The emir spoke at the Union Bank of Nigeria Plc centenary celebration tagged, ‘The Next 100: A Call to Action. ‘
Sanusi, who spoke on, ‘’No peace, no prosperity,’’ said restructuring would help the country to reduce the size of government and build a better economy.
He said, “We have a constitution that says you must have a governor, deputy governor and state House of Assembly in each of the 36 states. You have a president, vice-president and a minister from each of the 36 states. You have 109 senators and over 300 members of the House of Representatives. You have 774 local government chairmen; in each LG, you have 10 councillors and the speaker. A retinue of special advisers and assistants and you are surprised that we cannot pay salaries. And really, we are surprised that we are spending 80 to 90 per cent of our revenue on public servants.”
He added, “So, if we want to have conversation on restructuring, let us have the conversation. How do we reduce the cost of governance without amending this structure? Do we need 30 or 40 legislators in every state? Do we need over 500 legislators in Abuja? Must we have 36 ministers or more? This is for the conversation. We don’t have education and our health sector is suffering. We have seen the numbers of infant, maternal mortality.
“Yet the states and local governments who are supposed to provide education and healthcare do not have the lion’s share of the revenue. Let us start the conversation. It will be an intelligent dialogue. Let us talk about what we want for Nigeria. At the end of the day, devolution is not about ethnicity or religion; devolution or revenue allocation formula is all about bringing development to the grassroots.
He added, “When we cloak this in gender, religion or ethnicity, then first we lose the opportunity to make progress and second we reflect our ignorance. At the end of the day, if that is the problem it will never disappear. If we divide Nigeria into 100 different countries, we will still have multiple ethnicities, multiple religions; and then you divide those 100 into another 100. Let us begin this conversation and I am hoping that as we talk about the economy and making progress, we know that this is not something that is targeted at anybody.”
In his remark, the Managing Director, Union Bank, Mr. Emeka Emuwa, said focusing on education and women empowerment would help the country to achieve prosperity and peace.
He called on economic stakeholders to key into the bank’s vision on the next N100bn funds to support the Sustainable Development Goals.
This, he said, could lift Nigerians out of poverty by providing basic foods, decent education and vocational skills that would lead to economic empowerment and wealth creation.
“While private sector enterprises continue to impact communities and individuals through social responsibility initiatives, there exists an opportunity for partnership to scale impact, stimulate the economy and accelerate growth for private sector businesses and Nigeria,” Emuwa said.
Earlier, Sanusi said the country needed to think about the way colonialism had impacted Nigerians and see how to change things.
He said, “We don’t have the British today, and we are still exporting our crude oil to Britain.
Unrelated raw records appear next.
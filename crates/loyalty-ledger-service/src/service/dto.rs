//! 服务层数据传输对象

use chrono::{DateTime, Utc};
use serde::{Deserialize, Serialize};

use crate::models::SmsStatus;

/// 单页最大条数
pub const MAX_PAGE_SIZE: i64 = 100;

/// 允许请求的最大页码，offset 最大为 `(MAX_PAGE - 1) * MAX_PAGE_SIZE`
pub const MAX_PAGE: i64 = 100_000;

/// 分页参数
#[derive(Debug, Clone, Copy, PartialEq, Eq, Deserialize)]
#[serde(rename_all = "camelCase")]
pub struct Pagination {
    #[serde(default = "default_page")]
    pub page: i64,
    #[serde(default = "default_page_size")]
    pub page_size: i64,
}

fn default_page() -> i64 {
    1
}

fn default_page_size() -> i64 {
    20
}

impl Default for Pagination {
    fn default() -> Self {
        Self {
            page: default_page(),
            page_size: default_page_size(),
        }
    }
}

impl Pagination {
    pub fn new(page: i64, page_size: i64) -> Self {
        Self { page, page_size }
    }

    /// 页码，限制在 1..=MAX_PAGE
    pub fn page(&self) -> i64 {
        self.page.clamp(1, MAX_PAGE)
    }

    /// 请求的页码是否超出上限
    pub fn is_out_of_range(&self) -> bool {
        self.page > MAX_PAGE
    }

    /// 每页条数，限制在 1..=100
    pub fn limit(&self) -> i64 {
        self.page_size.clamp(1, MAX_PAGE_SIZE)
    }

    pub fn offset(&self) -> i64 {
        (self.page() - 1).saturating_mul(self.limit())
    }
}

/// 分页结果
#[derive(Debug, Clone, Serialize, Deserialize)]
#[serde(rename_all = "camelCase")]
pub struct Page<T> {
    pub items: Vec<T>,
    pub total: i64,
    pub page: i64,
    pub page_size: i64,
    pub total_pages: i64,
}

impl<T> Page<T> {
    pub fn new(items: Vec<T>, total: i64, pagination: Pagination) -> Self {
        let page_size = pagination.limit();
        Self {
            items,
            total,
            page: pagination.page(),
            page_size,
            total_pages: (total + page_size - 1) / page_size,
        }
    }
}

/// 客户余额
#[derive(Debug, Clone, Serialize, Deserialize)]
#[serde(rename_all = "camelCase")]
pub struct BalanceDto {
    pub customer_id: String,
    pub balance: rust_decimal::Decimal,
}

/// 验证码下发结果
#[derive(Debug, Clone, Serialize, Deserialize)]
#[serde(rename_all = "camelCase")]
pub struct OtpIssued {
    pub phone_no: String,
    pub expires_at: DateTime<Utc>,
    pub sms_log_id: i64,
    pub sms_status: SmsStatus,
}

#[cfg(test)]
mod tests {
    use super::*;

    #[test]
    fn test_pagination_clamps() {
        let p = Pagination::new(0, 500);
        assert_eq!(p.page(), 1);
        assert_eq!(p.limit(), 100);
        assert_eq!(p.offset(), 0);

        let p = Pagination::new(3, 20);
        assert_eq!(p.offset(), 40);

        let p = Pagination::new(2, 0);
        assert_eq!(p.limit(), 1);
        assert_eq!(p.offset(), 1);
    }

    #[test]
    fn test_huge_page_does_not_overflow() {
        let p = Pagination::new(i64::MAX, 100);
        assert!(p.is_out_of_range());
        assert_eq!(p.page(), MAX_PAGE);
        assert_eq!(p.offset(), (MAX_PAGE - 1) * MAX_PAGE_SIZE);

        let p = Pagination::new(i64::MIN, i64::MAX);
        assert!(!p.is_out_of_range());
        assert_eq!(p.offset(), 0);
        assert_eq!(p.limit(), MAX_PAGE_SIZE);

        assert!(!Pagination::new(MAX_PAGE, 100).is_out_of_range());
    }

    #[test]
    fn test_page_total_pages() {
        let page = Page::new(vec![1, 2, 3], 101, Pagination::new(1, 10));
        assert_eq!(page.total_pages, 11);

        let empty = Page::<i32>::new(vec![], 0, Pagination::default());
        assert_eq!(empty.total_pages, 0);
        assert_eq!(empty.page_size, 20);
    }
}
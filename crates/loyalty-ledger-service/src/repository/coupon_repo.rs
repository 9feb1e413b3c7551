//! 优惠券状态仓储
//!
//! 状态迁移使用带条件的 `UPDATE ... WHERE status IN (...)`：
//! 两个不同订单并发核销同一张券，只有一个能更新成功。

use async_trait::async_trait;
use chrono::{DateTime, Utc};
use sqlx::{PgConnection, PgPool};
use tracing::info;
use uuid::Uuid;

use super::activity_repo::ActivityRepository;
use super::catalog_repo::COUPON_COLUMNS;
use super::traits::{AppendOutcome, CouponRepositoryTrait};
use crate::error::{LedgerError, Result};
use crate::models::{Coupon, CouponStatus, NewActivity, TenantScope};

pub struct CouponRepository {
    pool: PgPool,
}

impl CouponRepository {
    pub fn new(pool: PgPool) -> Self {
        Self { pool }
    }

    async fn get_in_tx(
        conn: &mut PgConnection,
        scope: TenantScope,
        coupon_id: Uuid,
    ) -> Result<Option<Coupon>> {
        let sql = format!(
            "SELECT {COUPON_COLUMNS} FROM coupons \
             WHERE id = $1 AND tenant_id = $2 AND business_unit_id = $3"
        );
        let coupon = sqlx::query_as::<_, Coupon>(&sql)
            .bind(coupon_id)
            .bind(scope.tenant_id)
            .bind(scope.business_unit_id)
            .fetch_optional(conn)
            .await?;
        Ok(coupon)
    }

    /// 写入优惠券状态审计
    pub async fn log_status_in_tx(
        conn: &mut PgConnection,
        coupon_id: Uuid,
        from: CouponStatus,
        to: CouponStatus,
        order_id: Option<&str>,
        reason: &str,
    ) -> Result<()> {
        sqlx::query(
            r#"
            INSERT INTO coupon_status_logs
                (coupon_id, from_status, to_status, order_id, reason, created_at)
            VALUES ($1, $2, $3, $4, $5, NOW())
            "#,
        )
        .bind(coupon_id)
        .bind(from)
        .bind(to)
        .bind(order_id)
        .bind(reason)
        .execute(conn)
        .await?;
        Ok(())
    }
}

/// 条件更新失败后，根据券的当前状态给出确切原因
pub(crate) fn classify_unavailable(
    coupon: &Coupon,
    order_id: &str,
    now: DateTime<Utc>,
) -> LedgerError {
    let code = coupon.code.clone();
    match coupon.status {
        CouponStatus::Redeemed => LedgerError::CouponAlreadyRedeemed { code },
        CouponStatus::Expired => LedgerError::CouponExpired { code },
        _ if coupon.is_past_expiry(now) => LedgerError::CouponExpired { code },
        CouponStatus::Reserved if coupon.reserved_order_id.as_deref() != Some(order_id) => {
            LedgerError::CouponReserved { code }
        }
        _ => LedgerError::Internal(format!("优惠券状态异常: {}", coupon.code)),
    }
}

#[async_trait]
impl CouponRepositoryTrait for CouponRepository {
    async fn redeem(
        &self,
        scope: TenantScope,
        coupon_id: Uuid,
        order_id: &str,
        activity: &NewActivity,
    ) -> Result<AppendOutcome> {
        let mut tx = self.pool.begin().await?;
        let now = Utc::now();

        let updated: Option<(Option<String>,)> = sqlx::query_as(
            r#"
            UPDATE coupons
            SET status = 'REDEEMED', redeemed_order_id = $4, redeemed_at = $5, updated_at = $5
            WHERE id = $1 AND tenant_id = $2 AND business_unit_id = $3
              AND (status = 'ISSUED' OR (status = 'RESERVED' AND reserved_order_id = $4))
              AND (expires_at IS NULL OR expires_at > $5)
            RETURNING reserved_order_id
            "#,
        )
        .bind(coupon_id)
        .bind(scope.tenant_id)
        .bind(scope.business_unit_id)
        .bind(order_id)
        .bind(now)
        .fetch_optional(&mut *tx)
        .await?;

        let Some((reserved_order_id,)) = updated else {
            let coupon = Self::get_in_tx(&mut tx, scope, coupon_id)
                .await?
                .ok_or_else(|| LedgerError::RuleNotApplicable(format!("coupon {}", coupon_id)))?;

            // 同一订单的并发重复请求：读回赢家写入的流水
            if coupon.status == CouponStatus::Redeemed
                && coupon.redeemed_order_id.as_deref() == Some(order_id)
                && let Some(key) = activity.idempotency_key()
                && let Some(existing) = ActivityRepository::find_by_key_in_tx(&mut tx, &key).await?
            {
                tx.commit().await?;
                return Ok(AppendOutcome::Existing(existing));
            }

            tx.rollback().await?;
            return Err(classify_unavailable(&coupon, order_id, now));
        };

        let from = if reserved_order_id.is_some() {
            CouponStatus::Reserved
        } else {
            CouponStatus::Issued
        };
        Self::log_status_in_tx(
            &mut tx,
            coupon_id,
            from,
            CouponStatus::Redeemed,
            Some(order_id),
            "redeem",
        )
        .await?;

        let outcome = ActivityRepository::insert_or_existing(&mut tx, activity).await?;
        tx.commit().await?;

        Ok(outcome)
    }

    async fn reserve(&self, scope: TenantScope, coupon_id: Uuid, order_id: &str) -> Result<Coupon> {
        let mut tx = self.pool.begin().await?;
        let now = Utc::now();

        let sql = format!(
            r#"
            UPDATE coupons
            SET status = 'RESERVED', reserved_order_id = $4, updated_at = $5
            WHERE id = $1 AND tenant_id = $2 AND business_unit_id = $3
              AND status = 'ISSUED'
              AND (expires_at IS NULL OR expires_at > $5)
            RETURNING {COUPON_COLUMNS}
            "#
        );
        let reserved = sqlx::query_as::<_, Coupon>(&sql)
            .bind(coupon_id)
            .bind(scope.tenant_id)
            .bind(scope.business_unit_id)
            .bind(order_id)
            .bind(now)
            .fetch_optional(&mut *tx)
            .await?;

        if let Some(coupon) = reserved {
            Self::log_status_in_tx(
                &mut tx,
                coupon_id,
                CouponStatus::Issued,
                CouponStatus::Reserved,
                Some(order_id),
                "reserve",
            )
            .await?;
            tx.commit().await?;
            return Ok(coupon);
        }

        let coupon = Self::get_in_tx(&mut tx, scope, coupon_id)
            .await?
            .ok_or_else(|| LedgerError::RuleNotApplicable(format!("coupon {}", coupon_id)))?;
        tx.rollback().await?;

        if coupon.status == CouponStatus::Reserved
            && coupon.reserved_order_id.as_deref() == Some(order_id)
            && !coupon.is_past_expiry(now)
        {
            return Ok(coupon);
        }

        Err(classify_unavailable(&coupon, order_id, now))
    }

    async fn expire_due(&self, now: DateTime<Utc>, limit: i64) -> Result<u64> {
        let mut tx = self.pool.begin().await?;

        // SKIP LOCKED 允许多实例并行处理而不互相阻塞
        let expired: Vec<(Uuid,)> = sqlx::query_as(
            r#"
            WITH due AS (
                SELECT id FROM coupons
                WHERE status = 'ISSUED' AND expires_at IS NOT NULL AND expires_at <= $1
                ORDER BY expires_at
                LIMIT $2
                FOR UPDATE SKIP LOCKED
            )
            UPDATE coupons c
            SET status = 'EXPIRED', updated_at = $1
            FROM due
            WHERE c.id = due.id
            RETURNING c.id
            "#,
        )
        .bind(now)
        .bind(limit)
        .fetch_all(&mut *tx)
        .await?;

        for (coupon_id,) in &expired {
            Self::log_status_in_tx(
                &mut tx,
                *coupon_id,
                CouponStatus::Issued,
                CouponStatus::Expired,
                None,
                "expired",
            )
            .await?;
        }

        tx.commit().await?;

        let count = expired.len() as u64;
        if count > 0 {
            info!(count, "优惠券过期处理完成");
        }
        Ok(count)
    }
}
The largest export of the UK to Nigeria is petroleum product; Nigeria is an oil producing country. I am happy that someone is building refinery and I am happier that the person is from Kano. We need to have more of that. Why should we export cotton to China and import textile products? Why should be export our hides and skin and import shoes. This is not rocket science. Countries like Morocco, Ethiopia, Cote- D’Ivoire and Ghana are exporting finished goods and we also can achieve that.”
The former CBN governor said as far back as the 17 and 18 centuries, Kano was exporting shoes worth $5m.
Unfortunately today, he said the region had been affected by so many challenges.
He said, “”Northern girls got married off without their consent; they got divorced later with five or six children. Those children grow up without education. The system does not fix the problem and it does not protect them.
“It is those of us who have got education that must correct this. In 20 years time, those children will end up carrying stone to stone us. You tell me there is no prosperity without peace; I say to you there is no peace without prosperity.”